Title
Expression and Purification of West Nile Virus prM Candidate Antigen
Document Type
Presentation
Publication Date
April 2010
Faculty Sponsor
Dr. Ken Cornell
Abstract
West Nile Virus (WNV) is a member of the mosquito borne flaviviruses that has caused almost 30,000 total cases of infection and 1,000 deaths since it emerged in the US in 1999. In 2006, Idaho was the leading state in the country for WNV cases. No vaccine is available for humans. An oral or intranasal vaccine would be ideal for ease of delivery. Since the virus is a member of the flaviviruses it has the unique property of having a structured pre-membrane protein (prM) around the nucleocapsid that contains the ssRNA genome.
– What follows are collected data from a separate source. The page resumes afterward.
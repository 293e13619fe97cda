//! Bond force and damage evaluation.
//!
//! Evaluation never touches caller buffers or the level's bond states: it returns an
//! [`Evaluation`] holding per-owned-node force increments and the bonds' new states,
//! which the engine commits only once the whole level has succeeded.

use std::sync::Arc;

use crate::algs::kinematics::BondWeight;
use crate::bond::{Bond, BondState, BondTable};
use crate::data::level::KinematicFields;
use crate::data::tensor::Vector;
use crate::law::{BondContext, BondLaw, Endpoint, LawRegistry};
use crate::pd_error::PdError;
use crate::topology::node::{NodeHandle, NodeRef};

/// Laws and weights of a level's bonds, resolved before any evaluation starts.
pub struct ResolvedLaws<const D: usize> {
    pub laws: Vec<Arc<dyn BondLaw<D>>>,
    pub weights: Vec<BondWeight>,
}

impl<const D: usize> ResolvedLaws<D> {
    /// Look up every bond's law; the first unregistered id fails the whole level.
    pub fn resolve(
        registry: &LawRegistry<D>,
        table: &BondTable,
        horizon: f64,
        grid_spacing: f64,
    ) -> Result<Self, PdError> {
        let mut laws = Vec::with_capacity(table.len());
        let mut weights = Vec::with_capacity(table.len());
        for (i, bond) in table.bonds().iter().enumerate() {
            let law = registry.lookup(bond.law, table.level(), i)?;
            weights.push(BondWeight {
                influence: law.influence(bond.rest_length, horizon),
                volume_fraction: law.volume_fraction(bond.rest_length, horizon, grid_spacing),
            });
            laws.push(Arc::clone(law));
        }
        Ok(Self { laws, weights })
    }
}

/// Uncommitted result of evaluating one level.
#[derive(Clone, Debug, PartialEq)]
pub struct Evaluation<const D: usize> {
    /// Force increment per owned node.
    pub forces: Vec<Vector<D>>,
    /// Broken-bond fraction per owned node.
    pub node_damage: Vec<f64>,
    /// New state per bond, in table order.
    pub states: Vec<BondState>,
    /// Bonds that broke during this evaluation.
    pub newly_broken: usize,
}

/// Scalars shared by every bond of the evaluation.
#[derive(Copy, Clone, Debug)]
pub struct EvalParams {
    pub horizon: f64,
    pub grid_spacing: f64,
    pub time: f64,
}

/// Evaluate every bond of `table` in order.
///
/// Broken bonds are skipped. A bond that breaks in this evaluation still contributes
/// the force its law returned.
pub fn evaluate<const D: usize>(
    table: &BondTable,
    resolved: &ResolvedLaws<D>,
    fields: &KinematicFields<D>,
    bond_counts: &[usize],
    params: EvalParams,
) -> Evaluation<D> {
    let owned = bond_counts.len();
    let mut forces = vec![Vector::<D>::zeros(); owned];
    let mut states = table.states().to_vec();
    let mut newly_broken = 0;

    for (i, (bond, state)) in table.bonds().iter().zip(states.iter_mut()).enumerate() {
        if state.broken {
            continue;
        }
        let law = &resolved.laws[i];
        let w = resolved.weights[i];
        let ctx = BondContext {
            master: endpoint(law.as_ref(), &bond.master, fields),
            slave: endpoint(law.as_ref(), &bond.slave, fields),
            rest_length: bond.rest_length,
            horizon: params.horizon,
            grid_spacing: params.grid_spacing,
            influence: w.influence,
            volume_fraction: w.volume_fraction,
            parameters: bond.params.as_slice(),
            damage: state.damage,
            time: params.time,
        };
        let response = law.force_damage(&ctx, &mut state.history);

        add_force(&mut forces, bond.master.slot, &response.master_force);
        add_force(&mut forces, bond.slave.slot, &response.slave_force);
        state.damage = response.damage;
        if response.damage >= law.breakage_threshold() {
            state.broken = true;
            newly_broken += 1;
            log::trace!(
                "level {}: bond {i} ({} -> {}) broke at damage {}",
                table.level(),
                bond.master.node,
                bond.slave.node,
                response.damage
            );
        }
    }

    let node_damage = node_damage(table.bonds(), &states, bond_counts);
    Evaluation {
        forces,
        node_damage,
        states,
        newly_broken,
    }
}

fn endpoint<const D: usize>(
    law: &dyn BondLaw<D>,
    end: &NodeHandle,
    fields: &KinematicFields<D>,
) -> Endpoint<D> {
    let slot = end.slot;
    let reference_position = *fields.reference.get(slot);
    let deformation_gradient = *fields.deformation_gradient.get(slot);
    Endpoint {
        node: end.node,
        reference_position,
        position: *fields.position.get(slot),
        velocity: *fields.velocity.get(slot),
        mean_position: *fields.mean_position.get(slot),
        deformation_gradient,
        shape_tensor: *fields.shape_tensor.get(slot),
        shape_tensor_inverse: *fields.shape_tensor_inverse.get(slot),
        stress: law.stress(&deformation_gradient, &reference_position, end.node),
    }
}

#[inline]
fn add_force<const D: usize>(forces: &mut [Vector<D>], slot: NodeRef, f: &Vector<D>) {
    if let NodeRef::Owned(local) = slot {
        forces[local.get()] += f;
    }
}

/// Broken bonds over total bonds per owned node; 0 for nodes without bonds.
pub fn node_damage(bonds: &[Bond], states: &[BondState], bond_counts: &[usize]) -> Vec<f64> {
    let mut broken = vec![0usize; bond_counts.len()];
    for (bond, _) in bonds.iter().zip(states).filter(|(_, s)| s.broken) {
        for end in [bond.master.slot, bond.slave.slot] {
            if let NodeRef::Owned(local) = end {
                broken[local.get()] += 1;
            }
        }
    }
    broken
        .into_iter()
        .zip(bond_counts)
        .map(|(b, &n)| if n == 0 { 0.0 } else { b as f64 / n as f64 })
        .collect()
}

#[cfg(test)]
mod tests {
    use super::*;
    use crate::bond::{RawConnectivity, build_table};
    use crate::config::ElasticConfig;
    use crate::data::field::NodeField;
    use crate::index::DistributedIndexManager;
    use crate::law::{BondResponse, DefaultBondLaw, LawFunctions};
    use crate::topology::node::{LocalIndex, NodeId};
    use nalgebra::{Matrix1, Vector1};

    const PARAMS: EvalParams = EvalParams {
        horizon: 1.5,
        grid_spacing: 1.0,
        time: 0.0,
    };

    /// Two 1-D nodes one unit apart, the slave displaced to `slave_x`.
    fn pair(raw_params: Vec<f64>, law: u32, slave_x: f64) -> (BondTable, KinematicFields<1>, Vec<usize>) {
        let mut raw = RawConnectivity::new();
        raw.push(NodeId::new(0), NodeId::new(1), law, raw_params);
        let mut mgr = DistributedIndexManager::serial(&[2]);
        let (mut table, _) = build_table(0, &raw, &mut mgr).unwrap();
        let x0 = [Vector1::new(0.0), Vector1::new(1.0)];
        let reference = NodeField::from_owned("reference", &x0, 2, 0).unwrap();
        table.assign_rest_lengths(&reference).unwrap();
        let mut fields = KinematicFields::new(reference);
        fields
            .position
            .copy_owned_from("position", &[Vector1::new(0.0), Vector1::new(slave_x)])
            .unwrap();
        let counts = table.bond_counts(2);
        for local in [LocalIndex::new(0), LocalIndex::new(1)] {
            *fields.deformation_gradient.owned_mut(local) = Matrix1::new(slave_x);
            *fields.shape_tensor.owned_mut(local) = Matrix1::new(1.0);
            *fields.shape_tensor_inverse.owned_mut(local) = Matrix1::new(1.0);
        }
        (table, fields, counts)
    }

    fn registry() -> LawRegistry<1> {
        LawRegistry::new(DefaultBondLaw::new(ElasticConfig::default()))
    }

    #[test]
    fn unregistered_law_fails_resolution() {
        let (table, _, _) = pair(vec![], 5, 1.0);
        let err = ResolvedLaws::resolve(&registry(), &table, 1.5, 1.0).err().unwrap();
        assert_eq!(
            err,
            PdError::UnregisteredLaw {
                law_id: 5,
                level: 0,
                bond: 0
            }
        );
    }

    #[test]
    fn breaking_bond_keeps_its_last_force_then_goes_quiet() {
        let (mut table, fields, counts) = pair(vec![0.5], 0, 2.0);
        let resolved = ResolvedLaws::resolve(&registry(), &table, 1.5, 1.0).unwrap();
        let first = evaluate(&table, &resolved, &fields, &counts, PARAMS);
        assert_eq!(first.newly_broken, 1);
        assert!(first.states[0].broken);
        // damage 1 scales the force away
        assert_eq!(first.forces[0], Vector1::zeros());
        assert_eq!(first.node_damage, vec![1.0, 1.0]);

        table.states_mut().clone_from_slice(&first.states);
        let second = evaluate(&table, &resolved, &fields, &counts, PARAMS);
        assert_eq!(second.newly_broken, 0);
        assert_eq!(second.forces, vec![Vector1::zeros(); 2]);
    }

    #[test]
    fn asymmetric_custom_law_is_applied_verbatim() {
        let mut reg = registry();
        reg.register_functions(
            7,
            LawFunctions::new(|f, _, _| *f).with_force_damage(|_, history| {
                history.push(1.0);
                BondResponse {
                    master_force: Vector1::new(2.0),
                    slave_force: Vector1::new(-0.5),
                    damage: 0.25,
                }
            }),
        );
        let (table, fields, counts) = pair(vec![], 7, 1.0);
        let resolved = ResolvedLaws::resolve(&reg, &table, 1.5, 1.0).unwrap();
        let out = evaluate(&table, &resolved, &fields, &counts, PARAMS);
        assert_eq!(out.forces, vec![Vector1::new(2.0), Vector1::new(-0.5)]);
        assert_eq!(out.states[0].history, vec![1.0]);
        assert_eq!(out.states[0].damage, 0.25);
        assert!(!out.states[0].broken);
        // the table itself is untouched until the caller commits
        assert_eq!(table.states()[0], BondState::default());
    }
}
PrM has been shown to be a target for a protective antibody based immune response. For this reason the gene for prM was amplified from viral cDNA and expressed and purified from E. coli and Kluyveromyces systems for use in oral vaccines. For E. coli expression, the prM gene was cloned and expression in the pET200 plasmid vector that confers kanamycin resistance and yields a recombinant protein with a hexahistidine fusion suitable for Nickel chelate chromatography. To express prM in yeast, the gene was shuttled pKLAC2 plasmid, linearized and transformed into K. lactis. Positive transformants were selected based on co-expression of acetamidase that allows utilization of acetamide as the sole nitrogen source. Recombinant proteins expressed in each of these systems will be used to generate an oral vaccine.